**Exercise:** Copy exactly the lines of the material below that run from the one containing "repository 19c19227585ba559" through the one containing "services that use". Copy no other lines.

**Dataset records:**
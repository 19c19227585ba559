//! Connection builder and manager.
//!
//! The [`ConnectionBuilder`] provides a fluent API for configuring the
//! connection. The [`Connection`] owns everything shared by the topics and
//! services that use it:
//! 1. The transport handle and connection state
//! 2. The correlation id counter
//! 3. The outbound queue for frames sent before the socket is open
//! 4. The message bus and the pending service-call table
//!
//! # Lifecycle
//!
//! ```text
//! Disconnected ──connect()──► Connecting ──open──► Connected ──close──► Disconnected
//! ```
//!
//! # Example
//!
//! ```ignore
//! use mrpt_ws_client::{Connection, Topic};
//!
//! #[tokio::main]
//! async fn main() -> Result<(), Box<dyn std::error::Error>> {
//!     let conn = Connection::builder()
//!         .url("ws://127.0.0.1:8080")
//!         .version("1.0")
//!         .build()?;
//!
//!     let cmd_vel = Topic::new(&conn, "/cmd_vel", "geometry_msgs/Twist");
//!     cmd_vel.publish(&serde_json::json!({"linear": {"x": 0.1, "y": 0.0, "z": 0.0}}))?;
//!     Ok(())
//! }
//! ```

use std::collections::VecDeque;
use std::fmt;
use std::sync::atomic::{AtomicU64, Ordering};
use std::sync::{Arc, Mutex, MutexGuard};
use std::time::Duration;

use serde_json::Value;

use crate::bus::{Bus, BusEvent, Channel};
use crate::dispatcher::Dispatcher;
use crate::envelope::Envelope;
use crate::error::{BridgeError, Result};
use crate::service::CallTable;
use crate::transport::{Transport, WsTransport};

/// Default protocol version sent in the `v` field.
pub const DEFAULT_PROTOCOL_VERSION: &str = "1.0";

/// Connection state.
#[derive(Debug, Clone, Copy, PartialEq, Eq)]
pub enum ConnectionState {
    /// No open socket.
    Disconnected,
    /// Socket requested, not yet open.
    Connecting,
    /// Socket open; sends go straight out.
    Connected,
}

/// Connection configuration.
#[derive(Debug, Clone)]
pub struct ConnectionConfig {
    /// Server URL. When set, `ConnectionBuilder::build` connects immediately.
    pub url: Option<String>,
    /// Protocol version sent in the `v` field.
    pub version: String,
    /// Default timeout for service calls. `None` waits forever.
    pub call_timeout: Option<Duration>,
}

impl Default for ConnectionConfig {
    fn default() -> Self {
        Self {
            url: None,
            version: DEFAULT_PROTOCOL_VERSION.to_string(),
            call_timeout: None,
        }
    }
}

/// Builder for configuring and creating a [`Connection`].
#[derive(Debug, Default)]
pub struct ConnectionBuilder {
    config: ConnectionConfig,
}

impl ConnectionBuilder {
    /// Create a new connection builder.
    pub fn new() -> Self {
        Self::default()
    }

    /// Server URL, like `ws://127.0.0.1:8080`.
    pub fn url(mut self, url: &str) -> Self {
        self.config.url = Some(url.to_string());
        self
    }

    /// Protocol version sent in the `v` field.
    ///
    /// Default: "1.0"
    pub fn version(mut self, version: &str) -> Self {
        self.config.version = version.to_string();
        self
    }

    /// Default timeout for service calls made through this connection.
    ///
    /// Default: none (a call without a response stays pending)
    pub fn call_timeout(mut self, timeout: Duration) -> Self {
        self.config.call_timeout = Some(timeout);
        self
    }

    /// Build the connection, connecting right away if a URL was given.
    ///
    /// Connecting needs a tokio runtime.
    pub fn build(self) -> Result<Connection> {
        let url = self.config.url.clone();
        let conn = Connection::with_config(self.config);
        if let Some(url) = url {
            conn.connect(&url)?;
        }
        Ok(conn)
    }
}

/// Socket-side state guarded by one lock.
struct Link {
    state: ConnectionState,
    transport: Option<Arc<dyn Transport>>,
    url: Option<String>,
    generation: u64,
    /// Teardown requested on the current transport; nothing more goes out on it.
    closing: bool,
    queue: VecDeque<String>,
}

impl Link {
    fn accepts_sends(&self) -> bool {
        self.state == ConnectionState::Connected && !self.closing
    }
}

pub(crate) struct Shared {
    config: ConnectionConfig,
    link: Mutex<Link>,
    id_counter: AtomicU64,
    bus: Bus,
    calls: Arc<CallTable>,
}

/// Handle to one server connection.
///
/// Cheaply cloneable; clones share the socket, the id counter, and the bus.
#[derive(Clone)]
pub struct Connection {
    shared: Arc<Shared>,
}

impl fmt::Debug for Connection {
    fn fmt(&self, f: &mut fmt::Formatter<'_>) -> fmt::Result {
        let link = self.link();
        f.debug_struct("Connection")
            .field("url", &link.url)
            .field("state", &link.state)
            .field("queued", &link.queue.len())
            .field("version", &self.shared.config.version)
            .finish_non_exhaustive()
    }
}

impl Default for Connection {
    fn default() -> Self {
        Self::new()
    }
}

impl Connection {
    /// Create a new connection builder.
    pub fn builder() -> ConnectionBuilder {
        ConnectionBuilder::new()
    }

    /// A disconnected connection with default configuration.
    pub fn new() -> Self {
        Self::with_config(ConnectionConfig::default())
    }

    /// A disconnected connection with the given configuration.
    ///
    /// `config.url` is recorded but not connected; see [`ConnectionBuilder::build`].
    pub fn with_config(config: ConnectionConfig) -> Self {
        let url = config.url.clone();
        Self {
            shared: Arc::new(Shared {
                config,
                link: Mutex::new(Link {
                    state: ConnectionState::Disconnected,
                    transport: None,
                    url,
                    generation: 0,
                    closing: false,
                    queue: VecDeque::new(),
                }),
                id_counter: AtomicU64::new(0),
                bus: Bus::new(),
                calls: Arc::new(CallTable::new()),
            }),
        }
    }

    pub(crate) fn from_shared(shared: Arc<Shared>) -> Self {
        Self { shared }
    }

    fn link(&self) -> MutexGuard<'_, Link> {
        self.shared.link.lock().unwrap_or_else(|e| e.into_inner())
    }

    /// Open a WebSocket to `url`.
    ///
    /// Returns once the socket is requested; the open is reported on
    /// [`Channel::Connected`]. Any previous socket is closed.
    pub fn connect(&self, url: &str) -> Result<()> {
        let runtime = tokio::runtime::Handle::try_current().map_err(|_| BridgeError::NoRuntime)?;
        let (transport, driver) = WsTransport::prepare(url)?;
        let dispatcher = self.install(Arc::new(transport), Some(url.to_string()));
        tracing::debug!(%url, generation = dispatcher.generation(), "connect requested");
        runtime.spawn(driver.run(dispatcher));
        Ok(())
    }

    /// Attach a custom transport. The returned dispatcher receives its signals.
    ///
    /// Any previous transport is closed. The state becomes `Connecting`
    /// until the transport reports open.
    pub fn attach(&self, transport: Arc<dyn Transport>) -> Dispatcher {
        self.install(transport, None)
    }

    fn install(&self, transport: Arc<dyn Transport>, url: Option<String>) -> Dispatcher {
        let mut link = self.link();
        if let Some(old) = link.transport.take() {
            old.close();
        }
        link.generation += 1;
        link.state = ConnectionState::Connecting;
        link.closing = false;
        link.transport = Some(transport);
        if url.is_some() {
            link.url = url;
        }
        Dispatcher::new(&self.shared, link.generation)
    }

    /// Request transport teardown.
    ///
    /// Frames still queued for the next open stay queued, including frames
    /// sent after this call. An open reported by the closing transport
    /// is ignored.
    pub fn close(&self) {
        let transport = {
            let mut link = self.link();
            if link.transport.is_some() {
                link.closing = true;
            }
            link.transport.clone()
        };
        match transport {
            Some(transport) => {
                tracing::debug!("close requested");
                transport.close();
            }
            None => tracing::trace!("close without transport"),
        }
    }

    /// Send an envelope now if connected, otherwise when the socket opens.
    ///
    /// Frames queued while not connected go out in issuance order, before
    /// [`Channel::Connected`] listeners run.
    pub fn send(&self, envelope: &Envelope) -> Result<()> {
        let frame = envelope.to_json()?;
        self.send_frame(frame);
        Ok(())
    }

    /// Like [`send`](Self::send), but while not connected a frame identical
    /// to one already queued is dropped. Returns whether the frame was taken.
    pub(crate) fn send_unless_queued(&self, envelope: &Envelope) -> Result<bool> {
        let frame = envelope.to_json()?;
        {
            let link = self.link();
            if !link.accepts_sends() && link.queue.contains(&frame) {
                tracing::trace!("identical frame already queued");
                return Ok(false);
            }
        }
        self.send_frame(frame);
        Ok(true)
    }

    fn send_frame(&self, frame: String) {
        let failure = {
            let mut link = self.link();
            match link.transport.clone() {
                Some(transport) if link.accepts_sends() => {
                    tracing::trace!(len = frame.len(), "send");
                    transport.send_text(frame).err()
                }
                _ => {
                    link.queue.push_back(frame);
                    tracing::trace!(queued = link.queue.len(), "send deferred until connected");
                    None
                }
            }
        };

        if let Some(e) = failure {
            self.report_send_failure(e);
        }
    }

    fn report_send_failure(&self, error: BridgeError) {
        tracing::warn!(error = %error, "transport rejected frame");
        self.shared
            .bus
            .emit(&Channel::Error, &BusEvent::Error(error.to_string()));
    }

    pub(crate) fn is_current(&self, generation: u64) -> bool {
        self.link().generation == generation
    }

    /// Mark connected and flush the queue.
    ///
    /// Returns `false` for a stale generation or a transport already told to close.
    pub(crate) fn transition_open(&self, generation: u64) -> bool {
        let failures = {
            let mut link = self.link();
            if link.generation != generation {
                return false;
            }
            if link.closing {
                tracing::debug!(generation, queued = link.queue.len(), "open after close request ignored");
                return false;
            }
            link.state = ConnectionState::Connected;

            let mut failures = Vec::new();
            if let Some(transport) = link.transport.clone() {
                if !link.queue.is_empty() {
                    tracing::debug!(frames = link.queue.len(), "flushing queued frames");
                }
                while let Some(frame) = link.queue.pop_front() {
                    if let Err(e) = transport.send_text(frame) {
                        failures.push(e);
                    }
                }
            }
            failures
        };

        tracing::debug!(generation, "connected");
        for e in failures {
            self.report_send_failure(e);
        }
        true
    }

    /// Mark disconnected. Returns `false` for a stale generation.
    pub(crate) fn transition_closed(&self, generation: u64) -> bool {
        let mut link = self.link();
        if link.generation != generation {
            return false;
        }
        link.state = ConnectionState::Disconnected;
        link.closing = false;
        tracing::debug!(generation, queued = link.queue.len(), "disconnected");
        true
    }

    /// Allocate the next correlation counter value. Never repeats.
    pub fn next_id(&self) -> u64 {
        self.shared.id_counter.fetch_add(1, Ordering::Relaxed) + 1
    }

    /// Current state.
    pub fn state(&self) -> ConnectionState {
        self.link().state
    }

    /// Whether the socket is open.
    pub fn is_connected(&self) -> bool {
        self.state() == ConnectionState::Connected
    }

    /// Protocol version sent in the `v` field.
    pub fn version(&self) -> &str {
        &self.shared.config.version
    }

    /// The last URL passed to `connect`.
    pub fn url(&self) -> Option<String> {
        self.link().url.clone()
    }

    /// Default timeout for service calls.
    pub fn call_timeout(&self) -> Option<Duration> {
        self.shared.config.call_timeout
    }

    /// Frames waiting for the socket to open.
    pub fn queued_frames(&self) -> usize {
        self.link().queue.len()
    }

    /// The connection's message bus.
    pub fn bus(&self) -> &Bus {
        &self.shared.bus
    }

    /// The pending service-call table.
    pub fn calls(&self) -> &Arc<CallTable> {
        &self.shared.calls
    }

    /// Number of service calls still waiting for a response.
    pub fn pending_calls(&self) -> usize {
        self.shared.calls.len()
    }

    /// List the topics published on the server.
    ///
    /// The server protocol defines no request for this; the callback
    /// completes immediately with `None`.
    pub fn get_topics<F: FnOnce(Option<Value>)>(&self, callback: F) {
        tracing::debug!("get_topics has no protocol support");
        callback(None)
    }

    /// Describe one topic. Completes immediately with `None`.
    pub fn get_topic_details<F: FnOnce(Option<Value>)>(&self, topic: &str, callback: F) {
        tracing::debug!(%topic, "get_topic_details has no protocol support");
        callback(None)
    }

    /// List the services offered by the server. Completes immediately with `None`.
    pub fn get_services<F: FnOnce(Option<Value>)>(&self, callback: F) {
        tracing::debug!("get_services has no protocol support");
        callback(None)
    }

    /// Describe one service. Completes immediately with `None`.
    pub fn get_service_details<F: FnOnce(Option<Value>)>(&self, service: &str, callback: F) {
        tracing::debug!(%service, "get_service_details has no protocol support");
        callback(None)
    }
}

* * *

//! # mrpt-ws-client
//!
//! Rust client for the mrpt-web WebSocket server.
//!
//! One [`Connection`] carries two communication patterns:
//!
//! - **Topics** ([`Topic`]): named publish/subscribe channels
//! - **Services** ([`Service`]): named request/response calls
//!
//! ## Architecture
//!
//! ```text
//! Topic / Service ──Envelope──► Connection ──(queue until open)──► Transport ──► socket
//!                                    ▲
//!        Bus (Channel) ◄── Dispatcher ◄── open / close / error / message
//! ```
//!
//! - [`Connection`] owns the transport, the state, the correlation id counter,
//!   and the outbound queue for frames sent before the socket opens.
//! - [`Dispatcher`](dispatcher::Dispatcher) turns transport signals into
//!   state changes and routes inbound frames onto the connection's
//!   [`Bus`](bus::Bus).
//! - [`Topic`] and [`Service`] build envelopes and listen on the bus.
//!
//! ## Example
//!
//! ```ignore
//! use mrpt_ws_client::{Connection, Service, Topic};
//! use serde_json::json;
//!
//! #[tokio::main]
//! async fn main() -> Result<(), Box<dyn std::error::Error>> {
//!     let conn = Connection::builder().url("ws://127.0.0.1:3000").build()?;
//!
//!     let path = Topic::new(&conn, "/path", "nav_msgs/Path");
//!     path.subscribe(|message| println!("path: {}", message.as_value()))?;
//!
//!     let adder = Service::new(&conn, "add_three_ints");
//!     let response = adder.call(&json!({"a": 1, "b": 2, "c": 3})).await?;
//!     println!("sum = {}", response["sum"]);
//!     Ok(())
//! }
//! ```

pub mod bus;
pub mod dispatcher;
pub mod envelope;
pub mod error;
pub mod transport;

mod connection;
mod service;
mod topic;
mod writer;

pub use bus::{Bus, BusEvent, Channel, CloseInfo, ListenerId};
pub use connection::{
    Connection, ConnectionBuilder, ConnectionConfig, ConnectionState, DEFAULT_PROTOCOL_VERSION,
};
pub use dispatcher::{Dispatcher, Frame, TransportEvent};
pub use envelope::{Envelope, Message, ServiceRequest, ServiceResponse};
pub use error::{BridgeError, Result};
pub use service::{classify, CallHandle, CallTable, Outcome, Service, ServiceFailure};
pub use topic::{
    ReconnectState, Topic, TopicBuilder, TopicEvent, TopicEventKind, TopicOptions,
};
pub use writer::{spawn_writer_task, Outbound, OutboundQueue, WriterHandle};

**Solution:**
repository 19c19227585ba559
//! Connection builder and manager.
//!
//! The [`ConnectionBuilder`] provides a fluent API for configuring the
//! connection. The [`Connection`] owns everything shared by the topics and
//! services that use it:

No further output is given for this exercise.